COMESA urges Member States to intensify infrastructure programmes

 The Ministers in charge of Infrastructure called on the States of the region to intensify programmes to modernize and maintain infrastructure, adopt and implement comesa transit instruments in order to improve the efficiency of transport corridors.

At their 12th joint meeting held virtually, the Ministers responsible for Transport, Energy and Information and Communication Technologies (ICT) recognised that the glaring infrastructure gaps in the region are a top political priority.

Estimates by the African Development Bank (2018) put the annual infrastructure financing gap at between USD 68 billion and USD 108 billion across the continent.

In their resolutions, Ministers invited Member States to seize the funding, technical assistance and capacity building opportunities available under the Regional Infrastructure Finance Fund (RIFF) of the World Bank and other development partners to help fill this major gap.

RIFF is one of the last major infrastructure financing mechanisms developed in August last year, aiming to extend long-term financing to private companies operating in selected infrastructure sectors in Eastern and Southern Africa. It has two components: the USD 10 million grant to COMESA to provide technical assistance and capacity building to member States, with a particular focus on the private sector. The second component is a USD 415 million loan to the Trade and Development Bank of Eastern and Southern Africa – TDB – for infrastructure projects covering renewable energy, ICT and transport, as well as a technical assistance facility.

The Minister of Transport, Tourism and Meteorology of Madagascar, Mr. Joël Randriamandranto who chaired the meeting, said that the infrastructure deficit must be reduced if the region hopes to accelerate regional economic development.

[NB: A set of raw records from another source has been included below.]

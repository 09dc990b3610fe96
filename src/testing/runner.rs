//! Acceptance suite runner
//!
//! Drives the fixed step chain against one deployment and stops at the first
//! unmet expectation. Later steps reuse credentials minted by earlier ones,
//! so there is nothing meaningful to continue with after a failure.

use colored::Colorize;
use serde::Serialize;
use serde_json::Value;

use crate::api::types::non_empty_str;
use crate::api::{BedrockStatus, Credential, StudyApi};
use crate::common::config::RunConfig;
use crate::common::{Error, Result};

use super::answer::extract_answer;
use super::scenario::Scenario;

/// Mutable state of one run
///
/// Created from the startup parameters; only ever grows by appending
/// credentials.
#[derive(Debug)]
pub struct TestContext {
    pub base_url: String,
    pub admin_key: String,
    pub credentials: Vec<Credential>,
}

impl TestContext {
    pub fn new(config: &RunConfig) -> Self {
        Self {
            base_url: config.base_url.clone(),
            admin_key: config.admin_key.clone(),
            credentials: Vec::new(),
        }
    }

    /// Credential used for every corpus operation
    fn tenant_a(&self) -> Result<&Credential> {
        self.credentials
            .first()
            .ok_or_else(|| Error::Provisioning("credential A was never provisioned".to_string()))
    }

    /// Credential that owns the isolation secret
    fn tenant_b(&self) -> Result<&Credential> {
        self.credentials
            .get(1)
            .ok_or_else(|| Error::Provisioning("credential B was never provisioned".to_string()))
    }
}

/// One link of the step chain
#[derive(Debug, Clone, Copy, PartialEq, Eq, Serialize)]
#[serde(rename_all = "snake_case")]
pub enum Step {
    Preflight,
    ProvisionA,
    ProvisionB,
    Identity,
    Ingest,
    Retrieval,
    Isolation,
}

impl Step {
    /// Steps in execution order for a config
    pub fn plan(config: &RunConfig) -> Vec<Step> {
        let mut steps = Vec::with_capacity(7);
        if config.preflight {
            steps.push(Step::Preflight);
        }
        steps.extend([
            Step::ProvisionA,
            Step::ProvisionB,
            Step::Identity,
            Step::Ingest,
            Step::Retrieval,
            Step::Isolation,
        ]);
        steps
    }

    pub fn label(self) -> &'static str {
        match self {
            Step::Preflight => "preflight",
            Step::ProvisionA => "provision credential A",
            Step::ProvisionB => "provision credential B",
            Step::Identity => "identity check",
            Step::Ingest => "ingest corpus",
            Step::Retrieval => "retrieval query",
            Step::Isolation => "tenant isolation",
        }
    }
}

/// Result of a suite run
#[derive(Debug, Serialize)]
pub struct SuiteReport {
    pub name: String,
    pub base_url: String,
    pub passed: bool,
    pub steps_run: usize,
    pub steps_total: usize,
    #[serde(skip_serializing_if = "Option::is_none")]
    pub failed_step: Option<Step>,
    #[serde(skip_serializing_if = "Option::is_none")]
    pub error_kind: Option<&'static str>,
    /// Whether the failure was a broken contract rather than a transport
    /// or configuration problem
    #[serde(skip_serializing_if = "Option::is_none")]
    pub assertion: Option<bool>,
    #[serde(skip_serializing_if = "Option::is_none")]
    pub error: Option<String>,
    /// Tenants minted during the run
    pub user_ids: Vec<String>,
}

/// Run the acceptance suite
///
/// Assertion failures are reported in the returned [`SuiteReport`], never as
/// `Err`; callers decide the exit status from `passed`.
pub async fn run_suite<A>(api: &A, config: RunConfig, scenario: &Scenario) -> SuiteReport
where
    A: StudyApi + ?Sized,
{
    let steps = Step::plan(&config);
    let steps_total = steps.len();
    let mut ctx = TestContext::new(&config);
    let quiet = config.quiet;

    if !quiet {
        println!(
            "\n{} {}",
            "Running Suite:".blue().bold(),
            scenario.name.white().bold()
        );
        if let Some(desc) = &scenario.description {
            println!("  {}", desc.dimmed());
        }
        println!("  Target: {}", ctx.base_url.dimmed());
        println!("\n{}", "Steps:".cyan());
    }

    for (i, step) in steps.iter().copied().enumerate() {
        let step_num = i + 1;
        tracing::info!(step = step.label(), step_num, "running step");

        match execute_step(api, &mut ctx, &config, scenario, step).await {
            Ok(detail) => {
                if !quiet {
                    println!(
                        "  {} Step {}: {} {}",
                        "✓".green(),
                        step_num,
                        step.label(),
                        format!("({})", detail).dimmed()
                    );
                }
            }
            Err(e) => {
                tracing::error!(step = step.label(), error = %e, "step failed");
                if !quiet {
                    println!("  {} Step {}: {}: {}", "✗".red(), step_num, step.label(), e);
                    println!("\n{} {}\n", "✗".red().bold(), "Suite Failed".red().bold());
                }

                return SuiteReport {
                    name: scenario.name.clone(),
                    base_url: ctx.base_url.clone(),
                    passed: false,
                    steps_run: step_num,
                    steps_total,
                    failed_step: Some(step),
                    error_kind: Some(e.kind()),
                    assertion: Some(e.is_assertion()),
                    error: Some(e.to_string()),
                    user_ids: user_ids(&ctx),
                };
            }
        }
    }

    if !quiet {
        println!(
            "\n{} {}\n",
            "✓".green().bold(),
            "Suite Passed".green().bold()
        );
    }

    SuiteReport {
        name: scenario.name.clone(),
        base_url: ctx.base_url.clone(),
        passed: true,
        steps_run: steps_total,
        steps_total,
        failed_step: None,
        error_kind: None,
        assertion: None,
        error: None,
        user_ids: user_ids(&ctx),
    }
}

fn user_ids(ctx: &TestContext) -> Vec<String> {
    ctx.credentials.iter().map(|c| c.user_id.clone()).collect()
}

/// Execute a single step, returning a short detail line for the console
async fn execute_step<A>(
    api: &A,
    ctx: &mut TestContext,
    config: &RunConfig,
    scenario: &Scenario,
    step: Step,
) -> Result<String>
where
    A: StudyApi + ?Sized,
{
    match step {
        Step::Preflight => execute_preflight_step(api).await,
        Step::ProvisionA | Step::ProvisionB => execute_provision_step(api, ctx).await,
        Step::Identity => execute_identity_step(api, ctx).await,
        Step::Ingest => execute_ingest_step(api, ctx, config, scenario).await,
        Step::Retrieval => execute_retrieval_step(api, ctx, scenario).await,
        Step::Isolation => execute_isolation_step(api, ctx, config, scenario).await,
    }
}

/// Check liveness and report model availability
async fn execute_preflight_step<A>(api: &A) -> Result<String>
where
    A: StudyApi + ?Sized,
{
    let health = api
        .health()
        .await
        .map_err(|e| Error::HealthCheck(e.to_string()))?;
    let status = health.get("status").and_then(Value::as_str);
    if status != Some("ok") {
        return Err(Error::HealthCheck(format!(
            "expected {{\"status\": \"ok\"}}, got {}",
            health
        )));
    }

    let bedrock = match api.bedrock_status().await {
        Ok(value) => match serde_json::from_value::<BedrockStatus>(value) {
            Ok(report) => {
                if !report.use_bedrock {
                    tracing::warn!(
                        "service reports use_bedrock=false; generated answers are canned and the retrieval step is likely to fail"
                    );
                }
                for error in &report.errors {
                    tracing::warn!(error = %error, "bedrock status error");
                }
                format!("bedrock enabled: {}", report.use_bedrock)
            }
            Err(e) => {
                tracing::warn!(error = %e, "unrecognized bedrock status report");
                "bedrock status unrecognized".to_string()
            }
        },
        Err(e) => {
            tracing::warn!(error = %e, "bedrock status unavailable");
            "bedrock status unavailable".to_string()
        }
    };

    Ok(format!("health ok, {}", bedrock))
}

/// Mint one credential and append it to the context
///
/// The second credential must belong to a different tenant than every
/// credential minted before it.
async fn execute_provision_step<A>(api: &A, ctx: &mut TestContext) -> Result<String>
where
    A: StudyApi + ?Sized,
{
    let credential = provision(api, &ctx.admin_key).await?;
    ensure_fresh(&ctx.credentials, &credential)?;

    let detail = format!("user_id {}", credential.user_id);
    ctx.credentials.push(credential);
    Ok(detail)
}

/// Call the provisioning endpoint and validate the credential it returns
pub async fn provision<A>(api: &A, admin_key: &str) -> Result<Credential>
where
    A: StudyApi + ?Sized,
{
    let response = api.create_user_key(admin_key).await?;
    Credential::from_response(&response)
}

/// Provision `count` credentials, requiring each to be a fresh tenant
pub async fn provision_many<A>(api: &A, admin_key: &str, count: usize) -> Result<Vec<Credential>>
where
    A: StudyApi + ?Sized,
{
    let mut minted = Vec::with_capacity(count);
    for _ in 0..count {
        let credential = provision(api, admin_key).await?;
        ensure_fresh(&minted, &credential)?;
        minted.push(credential);
    }
    Ok(minted)
}

fn ensure_fresh(existing: &[Credential], candidate: &Credential) -> Result<()> {
    for other in existing {
        if other.user_id == candidate.user_id {
            return Err(Error::TenantCollision {
                field: "user_id",
                value: candidate.user_id.clone(),
            });
        }
        if other.api_key == candidate.api_key {
            return Err(Error::TenantCollision {
                field: "api_key",
                value: crate::common::logging::redact(&candidate.api_key),
            });
        }
    }
    Ok(())
}

/// The service must bind credential A's key to credential A's tenant
async fn execute_identity_step<A>(api: &A, ctx: &TestContext) -> Result<String>
where
    A: StudyApi + ?Sized,
{
    let tenant = ctx.tenant_a()?;
    let response = api.me(&tenant.api_key).await?;
    let actual = response
        .get("user_id")
        .and_then(Value::as_str)
        .unwrap_or_default();

    if actual != tenant.user_id {
        return Err(Error::IdentityMismatch {
            expected: tenant.user_id.clone(),
            actual: actual.to_string(),
        });
    }

    Ok(format!("key bound to user_id {}", actual))
}

/// Ingest every scenario document under credential A
async fn execute_ingest_step<A>(
    api: &A,
    ctx: &TestContext,
    config: &RunConfig,
    scenario: &Scenario,
) -> Result<String>
where
    A: StudyApi + ?Sized,
{
    let tenant = ctx.tenant_a()?;
    for document in &scenario.documents {
        let ack = api
            .ingest(&tenant.api_key, &scenario.notebook, document)
            .await?;
        check_ingest_ack(&scenario.notebook, &ack, config.strict_ingest)?;
    }

    Ok(format!(
        "{} documents into '{}'",
        scenario.documents.len(),
        scenario.notebook
    ))
}

/// Judge an ingest acknowledgment
///
/// By default any non-null body counts as accepted. Strict mode also
/// requires a `doc_id` and, when reported, a positive `chunks_added`.
pub fn check_ingest_ack(notebook: &str, ack: &Value, strict: bool) -> Result<()> {
    if ack.is_null() {
        return Err(Error::ingestion(notebook, "service returned an empty response"));
    }
    if !strict {
        return Ok(());
    }

    if non_empty_str(ack, "doc_id").is_none() {
        return Err(Error::ingestion(
            notebook,
            format!("acknowledgment has no doc_id: {}", ack),
        ));
    }
    if let Some(chunks) = ack.get("chunks_added").filter(|v| !v.is_null()) {
        if chunks.as_u64().unwrap_or(0) == 0 {
            return Err(Error::ingestion(
                notebook,
                format!("service stored no chunks: {}", ack),
            ));
        }
    }
    Ok(())
}

/// Ask the scenario question and require every expected literal
async fn execute_retrieval_step<A>(api: &A, ctx: &TestContext, scenario: &Scenario) -> Result<String>
where
    A: StudyApi + ?Sized,
{
    let tenant = ctx.tenant_a()?;
    let response = api
        .chat(&tenant.api_key, &scenario.notebook, &scenario.question)
        .await?;
    let answer = extract_answer(&response);
    tracing::debug!(answer = %answer, "retrieval answer");

    check_answer_contains(&answer, &scenario.expect_contains)?;
    Ok(format!("answer contains {:?}", scenario.expect_contains))
}

/// Require each literal to appear in the answer, naming the first missing one
pub fn check_answer_contains(answer: &str, expected: &[String]) -> Result<()> {
    match expected.iter().find(|literal| !answer.contains(literal.as_str())) {
        Some(missing) => Err(Error::RetrievalAssertion {
            missing: missing.clone(),
            answer: answer.to_string(),
        }),
        None => Ok(()),
    }
}

/// Plant a secret under B and make sure A cannot read it back
///
/// Both tenants use the same notebook name, so passing shows the service
/// scopes notebooks by credential and not by name alone.
async fn execute_isolation_step<A>(
    api: &A,
    ctx: &TestContext,
    config: &RunConfig,
    scenario: &Scenario,
) -> Result<String>
where
    A: StudyApi + ?Sized,
{
    let owner = ctx.tenant_b()?;
    let reader = ctx.tenant_a()?;
    let notebook = scenario.isolation_notebook();

    let token = secret_token();
    let secret = format!("{}{}", scenario.isolation.secret_prefix, token);
    let private_text = scenario.isolation.render(&secret);

    let ack = api.ingest(&owner.api_key, notebook, &private_text).await?;
    check_ingest_ack(notebook, &ack, config.strict_ingest)?;

    let response = api
        .chat(&reader.api_key, notebook, &scenario.isolation.question)
        .await?;
    let answer = extract_answer(&response);
    tracing::debug!(answer = %answer, "isolation answer");

    if answer.contains(&token) {
        return Err(Error::TenantIsolation {
            secret,
            notebook: notebook.to_string(),
        });
    }

    Ok(format!("secret {} stayed with its owner", secret))
}

/// Eight random lowercase hex characters
pub fn secret_token() -> String {
    format!("{:08x}", rand::random::<u32>())
}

“Our region has found itself in this regrettable situation due to the lack of resources, both financial and technical. It is therefore imperative that we mobilize adequate resources to address this challenge in line with national and regional priorities,”

he said.

In their decision on the facilitation of transit infrastructure, ministers urged Member States to connect border crossings to the national electricity grid or to install emergency power services in order to reduce downtime due to load shedding and power cuts. They called for all services working at border crossings to be harmonized by adopting integrated border management systems (IPF) to complement the efficiency of single window border posts (SEMP).

In addition, Ministers invited Member States to deploy regional ICT instruments such as the Corridor Vehicle Tracking System –SVC–– in order to strengthen data and information sharing, improve regulation and progressively digitise border transactions and avoid paper transactions that are easy to falsify and are a vector of Covid-19. The system will ensure that information on operators, vehicles and drivers is readily available along regional transport corridors, on roads and at border crossings for all regulatory and law enforcement agencies.

In her speech, COMESA Secretary General Chileshe Kapwepwe stressed the importance of infrastructure to protect the economy and people’s lives.

“The Covid-19 pandemic has highlighted the shortcomings of African health infrastructure, the fragility of the transport sector (especially the aviation sector), the vital role of the ICT sector in maintaining economic and social activities during lockdowns and the implementation of social distancing,”

she noted, citing the SVC as one of the immediate corrective measures to deal with the pandemic.

The Meeting welcomed the technical assistance provided under the Tripartite Transport and Transit Facilitation Programme (PTFTT) funded by the European Union to assist member States in adapting regional surface transport regulations, trade and transit facilitation instruments to national legislation and in implementing them.

They noted that the failure to implement comesa facilitation instruments is mainly due to the lack of adaptation at the national level and the lack of capacity to monitor and enforce the relevant protocols and ministerial council decisions.